Within the data beneath, some lines may hold the word "Sized". Give the number of those lines and nothing else.

Stored data entries:
──────────

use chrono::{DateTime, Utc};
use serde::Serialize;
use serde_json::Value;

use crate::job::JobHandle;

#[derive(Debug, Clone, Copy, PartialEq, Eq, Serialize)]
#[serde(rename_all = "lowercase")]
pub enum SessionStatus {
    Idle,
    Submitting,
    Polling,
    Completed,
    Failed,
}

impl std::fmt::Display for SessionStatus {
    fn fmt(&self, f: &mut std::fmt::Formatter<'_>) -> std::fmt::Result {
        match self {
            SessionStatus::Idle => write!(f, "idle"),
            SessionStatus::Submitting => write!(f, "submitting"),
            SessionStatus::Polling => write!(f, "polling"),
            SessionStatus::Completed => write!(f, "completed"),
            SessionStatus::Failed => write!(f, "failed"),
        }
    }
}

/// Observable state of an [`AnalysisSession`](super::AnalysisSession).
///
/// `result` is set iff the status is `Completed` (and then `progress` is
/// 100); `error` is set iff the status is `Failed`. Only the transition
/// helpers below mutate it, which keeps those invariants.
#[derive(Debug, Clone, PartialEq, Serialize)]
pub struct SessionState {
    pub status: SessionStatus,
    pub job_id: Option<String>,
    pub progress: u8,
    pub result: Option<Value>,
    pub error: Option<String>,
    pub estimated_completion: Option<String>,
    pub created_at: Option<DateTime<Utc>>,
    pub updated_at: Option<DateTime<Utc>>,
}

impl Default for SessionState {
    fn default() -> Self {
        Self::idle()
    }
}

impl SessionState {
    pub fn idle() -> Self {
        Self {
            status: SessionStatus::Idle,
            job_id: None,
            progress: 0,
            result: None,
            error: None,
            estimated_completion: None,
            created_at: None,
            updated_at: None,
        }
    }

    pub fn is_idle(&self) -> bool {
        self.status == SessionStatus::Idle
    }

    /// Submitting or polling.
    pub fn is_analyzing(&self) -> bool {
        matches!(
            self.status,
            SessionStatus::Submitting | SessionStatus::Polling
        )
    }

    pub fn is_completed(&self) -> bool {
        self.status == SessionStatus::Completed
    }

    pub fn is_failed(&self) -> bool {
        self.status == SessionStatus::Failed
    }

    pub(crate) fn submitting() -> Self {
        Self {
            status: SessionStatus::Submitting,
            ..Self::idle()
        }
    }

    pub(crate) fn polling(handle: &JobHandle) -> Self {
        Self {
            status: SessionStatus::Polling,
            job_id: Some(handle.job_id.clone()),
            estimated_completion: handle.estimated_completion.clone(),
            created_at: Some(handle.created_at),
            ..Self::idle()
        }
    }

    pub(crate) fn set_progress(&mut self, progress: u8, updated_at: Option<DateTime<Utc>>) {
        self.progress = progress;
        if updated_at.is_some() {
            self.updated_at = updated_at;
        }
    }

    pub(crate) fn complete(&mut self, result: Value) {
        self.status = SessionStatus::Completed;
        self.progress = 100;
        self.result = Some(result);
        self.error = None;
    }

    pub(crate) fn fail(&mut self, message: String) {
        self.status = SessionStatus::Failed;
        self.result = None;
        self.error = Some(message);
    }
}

──────────

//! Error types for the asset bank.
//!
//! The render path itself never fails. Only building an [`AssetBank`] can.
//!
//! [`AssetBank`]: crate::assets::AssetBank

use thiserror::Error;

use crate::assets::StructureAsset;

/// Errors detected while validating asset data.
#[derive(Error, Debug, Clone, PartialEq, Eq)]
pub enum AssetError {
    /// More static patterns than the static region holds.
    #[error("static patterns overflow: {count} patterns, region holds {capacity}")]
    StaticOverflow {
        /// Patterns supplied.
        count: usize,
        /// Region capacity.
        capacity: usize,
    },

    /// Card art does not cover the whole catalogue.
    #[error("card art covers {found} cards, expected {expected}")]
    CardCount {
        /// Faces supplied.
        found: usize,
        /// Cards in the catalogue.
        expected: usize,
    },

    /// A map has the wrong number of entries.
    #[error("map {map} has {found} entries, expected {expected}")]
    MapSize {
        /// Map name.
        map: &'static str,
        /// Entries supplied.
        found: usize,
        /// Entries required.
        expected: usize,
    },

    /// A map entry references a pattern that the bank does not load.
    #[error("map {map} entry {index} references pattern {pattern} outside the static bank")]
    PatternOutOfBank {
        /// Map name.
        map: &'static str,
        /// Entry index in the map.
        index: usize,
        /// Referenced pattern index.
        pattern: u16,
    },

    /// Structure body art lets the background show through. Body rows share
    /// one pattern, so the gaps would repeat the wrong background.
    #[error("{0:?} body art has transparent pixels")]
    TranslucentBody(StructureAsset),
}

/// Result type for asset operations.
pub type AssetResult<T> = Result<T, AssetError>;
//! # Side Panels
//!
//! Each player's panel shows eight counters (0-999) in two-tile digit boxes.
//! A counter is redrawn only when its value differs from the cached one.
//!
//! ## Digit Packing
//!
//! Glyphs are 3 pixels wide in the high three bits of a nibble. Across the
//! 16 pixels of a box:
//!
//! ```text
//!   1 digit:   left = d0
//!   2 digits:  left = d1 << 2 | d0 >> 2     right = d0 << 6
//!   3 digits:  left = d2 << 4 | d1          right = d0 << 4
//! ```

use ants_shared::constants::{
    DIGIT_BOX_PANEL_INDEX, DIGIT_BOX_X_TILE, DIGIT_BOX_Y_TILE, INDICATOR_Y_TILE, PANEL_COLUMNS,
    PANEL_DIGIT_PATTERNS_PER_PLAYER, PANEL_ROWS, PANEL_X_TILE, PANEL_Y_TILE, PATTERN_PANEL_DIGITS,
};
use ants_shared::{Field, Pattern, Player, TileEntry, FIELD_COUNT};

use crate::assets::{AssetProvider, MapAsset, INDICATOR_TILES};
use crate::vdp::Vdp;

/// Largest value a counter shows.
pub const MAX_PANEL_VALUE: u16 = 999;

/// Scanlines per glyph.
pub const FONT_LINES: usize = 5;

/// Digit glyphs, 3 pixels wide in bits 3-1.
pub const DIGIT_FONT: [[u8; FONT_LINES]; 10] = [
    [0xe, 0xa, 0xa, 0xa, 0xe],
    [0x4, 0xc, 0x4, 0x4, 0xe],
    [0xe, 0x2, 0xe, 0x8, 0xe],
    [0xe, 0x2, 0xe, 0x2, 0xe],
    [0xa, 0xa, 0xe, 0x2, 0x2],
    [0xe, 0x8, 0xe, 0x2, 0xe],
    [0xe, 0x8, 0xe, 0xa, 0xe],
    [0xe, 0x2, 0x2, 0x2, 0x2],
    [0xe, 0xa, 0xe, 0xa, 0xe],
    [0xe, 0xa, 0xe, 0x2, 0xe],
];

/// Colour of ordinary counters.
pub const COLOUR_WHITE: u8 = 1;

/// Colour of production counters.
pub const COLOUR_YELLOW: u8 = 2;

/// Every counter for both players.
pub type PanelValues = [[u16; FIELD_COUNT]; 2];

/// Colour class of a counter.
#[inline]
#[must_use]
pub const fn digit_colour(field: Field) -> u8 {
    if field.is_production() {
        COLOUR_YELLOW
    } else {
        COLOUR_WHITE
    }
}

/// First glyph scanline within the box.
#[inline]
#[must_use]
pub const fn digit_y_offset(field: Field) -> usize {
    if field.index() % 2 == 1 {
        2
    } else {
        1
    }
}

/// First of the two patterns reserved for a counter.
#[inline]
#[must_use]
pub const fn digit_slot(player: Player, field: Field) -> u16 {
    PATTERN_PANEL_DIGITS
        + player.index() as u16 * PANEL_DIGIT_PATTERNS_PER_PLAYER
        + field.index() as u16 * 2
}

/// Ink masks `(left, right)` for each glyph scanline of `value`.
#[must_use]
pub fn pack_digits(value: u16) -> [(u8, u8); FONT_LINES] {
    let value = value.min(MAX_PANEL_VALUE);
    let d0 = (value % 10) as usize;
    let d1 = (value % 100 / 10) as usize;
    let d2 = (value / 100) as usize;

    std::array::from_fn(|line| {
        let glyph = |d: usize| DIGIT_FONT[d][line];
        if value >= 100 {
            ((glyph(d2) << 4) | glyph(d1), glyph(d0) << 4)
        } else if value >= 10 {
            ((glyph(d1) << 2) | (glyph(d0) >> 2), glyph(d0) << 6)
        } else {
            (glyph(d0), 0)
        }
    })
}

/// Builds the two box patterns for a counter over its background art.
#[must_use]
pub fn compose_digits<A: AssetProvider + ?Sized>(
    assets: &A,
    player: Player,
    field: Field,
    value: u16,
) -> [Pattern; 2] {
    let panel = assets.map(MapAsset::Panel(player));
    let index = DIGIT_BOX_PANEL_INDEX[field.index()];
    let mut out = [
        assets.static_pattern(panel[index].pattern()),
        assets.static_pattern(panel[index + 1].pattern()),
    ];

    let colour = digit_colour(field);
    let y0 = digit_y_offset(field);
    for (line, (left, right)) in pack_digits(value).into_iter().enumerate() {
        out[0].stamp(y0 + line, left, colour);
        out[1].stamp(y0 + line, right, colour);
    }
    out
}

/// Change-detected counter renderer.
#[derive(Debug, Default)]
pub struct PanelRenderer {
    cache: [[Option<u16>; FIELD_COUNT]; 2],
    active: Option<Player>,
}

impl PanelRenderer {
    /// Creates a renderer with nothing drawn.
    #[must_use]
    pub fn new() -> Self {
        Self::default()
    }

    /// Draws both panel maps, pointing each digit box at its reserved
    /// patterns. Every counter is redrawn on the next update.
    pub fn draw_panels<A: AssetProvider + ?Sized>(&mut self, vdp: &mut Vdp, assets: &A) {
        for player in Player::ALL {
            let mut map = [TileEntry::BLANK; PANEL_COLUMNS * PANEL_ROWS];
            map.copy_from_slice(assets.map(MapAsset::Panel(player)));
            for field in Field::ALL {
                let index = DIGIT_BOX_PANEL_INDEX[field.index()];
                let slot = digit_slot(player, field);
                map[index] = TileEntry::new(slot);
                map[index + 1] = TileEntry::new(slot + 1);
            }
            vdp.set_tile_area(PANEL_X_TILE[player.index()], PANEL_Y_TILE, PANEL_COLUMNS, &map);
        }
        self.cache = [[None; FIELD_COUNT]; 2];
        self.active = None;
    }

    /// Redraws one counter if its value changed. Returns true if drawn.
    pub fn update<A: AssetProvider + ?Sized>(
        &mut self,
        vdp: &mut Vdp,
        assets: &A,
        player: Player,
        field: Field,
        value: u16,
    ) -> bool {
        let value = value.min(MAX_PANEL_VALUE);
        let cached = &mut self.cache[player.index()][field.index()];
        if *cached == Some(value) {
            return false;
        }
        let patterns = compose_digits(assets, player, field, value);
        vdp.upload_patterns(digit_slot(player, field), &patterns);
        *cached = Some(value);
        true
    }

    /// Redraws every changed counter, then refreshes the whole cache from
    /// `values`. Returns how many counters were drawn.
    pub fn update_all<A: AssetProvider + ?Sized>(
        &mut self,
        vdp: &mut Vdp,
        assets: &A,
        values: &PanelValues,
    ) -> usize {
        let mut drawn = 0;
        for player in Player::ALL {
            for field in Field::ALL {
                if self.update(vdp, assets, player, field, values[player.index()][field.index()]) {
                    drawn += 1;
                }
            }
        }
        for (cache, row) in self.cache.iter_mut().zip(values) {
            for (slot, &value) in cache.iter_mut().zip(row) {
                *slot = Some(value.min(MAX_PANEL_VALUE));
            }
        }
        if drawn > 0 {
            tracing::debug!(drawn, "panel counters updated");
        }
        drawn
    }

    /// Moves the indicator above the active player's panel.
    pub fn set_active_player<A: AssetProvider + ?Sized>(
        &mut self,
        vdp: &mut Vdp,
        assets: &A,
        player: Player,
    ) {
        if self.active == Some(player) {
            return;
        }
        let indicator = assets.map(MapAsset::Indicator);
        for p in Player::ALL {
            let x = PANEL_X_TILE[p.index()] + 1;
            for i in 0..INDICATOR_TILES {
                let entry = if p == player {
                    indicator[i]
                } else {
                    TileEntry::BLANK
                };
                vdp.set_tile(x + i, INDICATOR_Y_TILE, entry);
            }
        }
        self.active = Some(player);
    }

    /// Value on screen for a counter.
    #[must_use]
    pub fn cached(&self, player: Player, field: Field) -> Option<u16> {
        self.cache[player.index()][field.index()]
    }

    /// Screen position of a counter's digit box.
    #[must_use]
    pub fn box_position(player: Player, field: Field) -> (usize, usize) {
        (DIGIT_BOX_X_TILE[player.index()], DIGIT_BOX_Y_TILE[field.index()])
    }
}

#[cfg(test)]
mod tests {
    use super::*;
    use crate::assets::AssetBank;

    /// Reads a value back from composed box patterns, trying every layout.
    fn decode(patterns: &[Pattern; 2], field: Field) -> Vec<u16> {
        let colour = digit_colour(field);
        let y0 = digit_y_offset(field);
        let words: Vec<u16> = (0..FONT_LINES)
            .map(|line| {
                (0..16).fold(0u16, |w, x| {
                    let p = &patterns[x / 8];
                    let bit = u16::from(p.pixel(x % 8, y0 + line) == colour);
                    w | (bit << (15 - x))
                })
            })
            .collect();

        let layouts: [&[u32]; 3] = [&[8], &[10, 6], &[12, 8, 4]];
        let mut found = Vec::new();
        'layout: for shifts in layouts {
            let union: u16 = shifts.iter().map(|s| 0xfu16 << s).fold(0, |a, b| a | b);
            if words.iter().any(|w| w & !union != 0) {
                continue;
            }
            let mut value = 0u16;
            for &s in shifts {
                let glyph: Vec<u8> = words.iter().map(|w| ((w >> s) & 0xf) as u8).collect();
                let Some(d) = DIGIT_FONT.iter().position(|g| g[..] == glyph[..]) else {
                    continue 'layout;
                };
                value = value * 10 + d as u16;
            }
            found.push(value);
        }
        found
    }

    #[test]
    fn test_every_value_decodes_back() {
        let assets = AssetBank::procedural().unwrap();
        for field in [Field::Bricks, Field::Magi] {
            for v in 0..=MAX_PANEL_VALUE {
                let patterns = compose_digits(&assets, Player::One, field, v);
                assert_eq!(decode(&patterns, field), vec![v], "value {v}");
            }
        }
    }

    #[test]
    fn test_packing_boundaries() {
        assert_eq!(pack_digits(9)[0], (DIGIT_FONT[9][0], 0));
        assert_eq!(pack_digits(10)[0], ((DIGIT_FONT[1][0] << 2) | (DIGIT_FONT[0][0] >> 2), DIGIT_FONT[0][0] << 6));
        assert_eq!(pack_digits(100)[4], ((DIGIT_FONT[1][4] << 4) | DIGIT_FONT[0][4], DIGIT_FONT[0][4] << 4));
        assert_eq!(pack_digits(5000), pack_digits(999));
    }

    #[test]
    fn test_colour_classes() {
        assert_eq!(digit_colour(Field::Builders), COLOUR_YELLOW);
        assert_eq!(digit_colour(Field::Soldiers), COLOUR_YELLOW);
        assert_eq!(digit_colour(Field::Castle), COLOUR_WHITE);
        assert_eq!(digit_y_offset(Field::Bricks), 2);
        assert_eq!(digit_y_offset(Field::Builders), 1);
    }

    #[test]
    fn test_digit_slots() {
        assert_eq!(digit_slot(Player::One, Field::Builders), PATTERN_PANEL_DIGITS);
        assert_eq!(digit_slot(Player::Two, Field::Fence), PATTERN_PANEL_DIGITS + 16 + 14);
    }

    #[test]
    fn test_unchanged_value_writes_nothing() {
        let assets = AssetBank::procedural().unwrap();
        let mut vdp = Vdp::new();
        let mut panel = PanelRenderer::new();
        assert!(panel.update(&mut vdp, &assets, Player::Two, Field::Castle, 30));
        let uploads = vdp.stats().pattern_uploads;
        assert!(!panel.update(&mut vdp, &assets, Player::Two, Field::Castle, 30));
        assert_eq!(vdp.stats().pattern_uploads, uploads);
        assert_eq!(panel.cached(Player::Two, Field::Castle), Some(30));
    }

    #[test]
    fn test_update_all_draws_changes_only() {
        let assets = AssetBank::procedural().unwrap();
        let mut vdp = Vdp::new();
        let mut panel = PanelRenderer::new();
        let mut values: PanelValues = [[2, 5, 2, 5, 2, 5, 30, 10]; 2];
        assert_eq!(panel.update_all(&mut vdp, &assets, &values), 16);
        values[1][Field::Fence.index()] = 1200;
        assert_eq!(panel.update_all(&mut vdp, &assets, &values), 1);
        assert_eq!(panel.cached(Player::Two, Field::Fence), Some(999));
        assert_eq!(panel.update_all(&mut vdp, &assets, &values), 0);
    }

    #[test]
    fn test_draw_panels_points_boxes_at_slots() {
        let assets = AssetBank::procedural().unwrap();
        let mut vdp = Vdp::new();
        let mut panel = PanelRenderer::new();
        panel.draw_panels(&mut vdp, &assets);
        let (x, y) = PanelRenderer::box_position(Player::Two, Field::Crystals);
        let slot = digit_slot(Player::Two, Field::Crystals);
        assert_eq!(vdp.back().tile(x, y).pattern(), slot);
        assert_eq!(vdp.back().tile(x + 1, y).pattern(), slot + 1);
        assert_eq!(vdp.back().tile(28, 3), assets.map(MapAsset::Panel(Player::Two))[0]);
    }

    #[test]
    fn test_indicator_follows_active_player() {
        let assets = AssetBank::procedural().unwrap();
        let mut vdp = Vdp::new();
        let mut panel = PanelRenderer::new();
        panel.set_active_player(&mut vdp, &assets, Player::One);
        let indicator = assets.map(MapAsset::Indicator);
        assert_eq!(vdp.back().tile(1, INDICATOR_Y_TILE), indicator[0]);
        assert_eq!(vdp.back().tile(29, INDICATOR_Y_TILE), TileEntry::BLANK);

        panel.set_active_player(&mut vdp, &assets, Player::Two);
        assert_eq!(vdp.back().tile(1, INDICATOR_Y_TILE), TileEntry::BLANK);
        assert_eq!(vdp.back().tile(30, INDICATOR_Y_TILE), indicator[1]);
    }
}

──────────

Result for this exercise:
5